Моя любовь к Франции не похожа ни на обычную привязанность, превращающуюся со временем в привычку, ни на внезапную страсть, не способную длиться долго, ни на трепетную нежность с коротким сроком годности. Так дружат всю жизнь, ссорясь, мирясь, посвящая в личные тайны и зная про друга больше, чем он сам, говоря теми же интонациями, что он, и ловя его на том, что он повторяет твои любимые словечки. В общем, это бессмысленная и беспощадная близость без близости, зависимость без зависимости, обязательства без обязательств. Это нечто бесформенное и неопределенное, без чего не складывается ни одна жизнь. Пусть меня примут за наивного человека или за Аркадия, который склонен говорить красиво, но по гамбургскому счету это одна из самых надежных вещей на свете, несмотря на ее аморфность и неуловимость.
Что я нашел во Франции? Этим вопросом я не собираюсь задаваться. Она мне нравится. Нравится так, что люблю ее всю, толком не зная о ней достаточно для того, чтобы сказать, что я галломан или франкофил. Вот заставьте меня, например, нарисовать карту Франции. Начнем с Атлантического побережья, это западная граница Европы. Казалось бы, у меня, выросшего в Петербурге русского западника или русофила-европейца, это не должно вызывать затруднений. Затруднений и вправду нет, только смутные воспоминания о том, как выглядит линия берега на карте. На севере, помнится, есть полуостров, выдающийся в океан, а ниже берег гораздо восточнее. На полуострове находится вечно отмежевывающаяся от Франции Бретань, где-то на самом краю город Брест, откуда родом агроном Роб-Грийе. Вот только где именно он расположен – вопрос на засыпку. Как-то мне довелось побывать в городе Ванн, на юге полуострова, возле поворота к линии берега, убегающей вниз, на юг, если я ничего не путаю. По крайней мере, граница с Нижней Нормандией на севере должна быть в районе Мон-Сен-Мишель. В общем, получается что-то вроде этого:
В действительности все примерно так и есть, если, конечно, не вдаваться в детали, что в Бретани много других городов. Вот, например, в Ренне я был, но на большее, чем локализовать его где-то между Ванном и Мон-Сен-Мишелем, не претендую.
О реках меня лучше и вовсе не спрашивать.

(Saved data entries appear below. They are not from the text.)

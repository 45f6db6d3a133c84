use std::error::Error;
use std::path::Path;
use std::sync::Arc;

use arrow::array::{ArrayRef, UInt64Array, UInt8Array};
use arrow::datatypes::Schema;

use crate::telemetry::SimTelemetry;

use super::utils::{direction_code, u64_field, u8_field, write_record_batch};

pub fn write_completed_trips_parquet<P: AsRef<Path>>(
    path: P,
    telemetry: &SimTelemetry,
) -> Result<(), Box<dyn Error>> {
    let mut person_entities = Vec::with_capacity(telemetry.completed_trips.len());
    let mut elevator_entities = Vec::with_capacity(telemetry.completed_trips.len());
    let mut start_floor = Vec::with_capacity(telemetry.completed_trips.len());
    let mut end_floor = Vec::with_capacity(telemetry.completed_trips.len());
    let mut direction = Vec::with_capacity(telemetry.completed_trips.len());
    let mut distance = Vec::with_capacity(telemetry.completed_trips.len());
    let mut called_at = Vec::with_capacity(telemetry.completed_trips.len());
    let mut boarded_at = Vec::with_capacity(telemetry.completed_trips.len());
    let mut completed_at = Vec::with_capacity(telemetry.completed_trips.len());

    for record in &telemetry.completed_trips {
        person_entities.push(record.person_entity.to_bits());
        elevator_entities.push(record.elevator_entity.to_bits());
        start_floor.push(record.start_floor as u64);
        end_floor.push(record.end_floor as u64);
        direction.push(direction_code(record.direction));
        distance.push(record.distance as u64);
        called_at.push(record.called_at);
        boarded_at.push(record.boarded_at);
        completed_at.push(record.completed_at);
    }

    let schema = Schema::new(vec![
        u64_field("person_entity"),
        u64_field("elevator_entity"),
        u64_field("start_floor"),
        u64_field("end_floor"),
        u8_field("direction"),
        u64_field("distance"),
        u64_field("called_at"),
        u64_field("boarded_at"),
        u64_field("completed_at"),
    ]);

    let arrays: Vec<ArrayRef> = vec![
        Arc::new(UInt64Array::from(person_entities)),
        Arc::new(UInt64Array::from(elevator_entities)),
        Arc::new(UInt64Array::from(start_floor)),
        Arc::new(UInt64Array::from(end_floor)),
        Arc::new(UInt8Array::from(direction)),
        Arc::new(UInt64Array::from(distance)),
        Arc::new(UInt64Array::from(called_at)),
        Arc::new(UInt64Array::from(boarded_at)),
        Arc::new(UInt64Array::from(completed_at)),
    ];

    write_record_batch(path, schema, arrays)
}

Дальше совсем цирк. Атлантическое побережье представляется мне неровной линией, уходящей вниз, в Испанию и сопредельную ей Португалию, которая тоже вниз и налево. В северной части французского побережья Атлантики должен быть Нант, там устье Луары, в этом я почти уверен. Ниже Ля-Рошель, там остров Ре с замком, намоленные места. Но вот какие в этих краях заливы, бухты, полуострова – этого я с ходу не вспомню. Где-то к югу будет рог Жиронды, метит наискосок, на северо-запад. Под ним, соответственно, Бордо. А дальше, по имеющейся у меня информации, страна басков и Биарриц.
Теперь посмотрите в Гугле или в географическом атласе на реальное положение вещей. И не спешите испепелять меня презрительным взглядом. Для начала сами попробуйте нарисовать карту Москвы, или Ленинградской области, или Среднерусской возвышенности. Вас ждут неожиданные открытия, которые подтвердят мою догадку о том, что география – не естественнонаучное знание, а исследование воображаемых ландшафтов. Путешествие – это поэтическое приключение, которое может случиться не только с поэтами. И если мне удастся нарисовать северное побережье Средиземноморья так, что его не узнает ни один житель Монпелье, Марселя, Канн или Ниццы – а я верю в свой талант, – Франция откроется для себя новой неожиданной стороной.
У меня есть своя прекрасная Франция, она ничуть не хуже и ничуть не лучше той, что есть у вас, или той, что якобы существует в действительности, если кто-то наивно полагает, что где-то она есть сама по себе. Голые факты и сухая статистика все равно обрастут домыслами и фантазиями. Собственно говоря, там, где вымысел едва отличим от того, что мы называем настоящим, и происходит то, за чем мы с интересом наблюдаем как за реально происходящей жизнью.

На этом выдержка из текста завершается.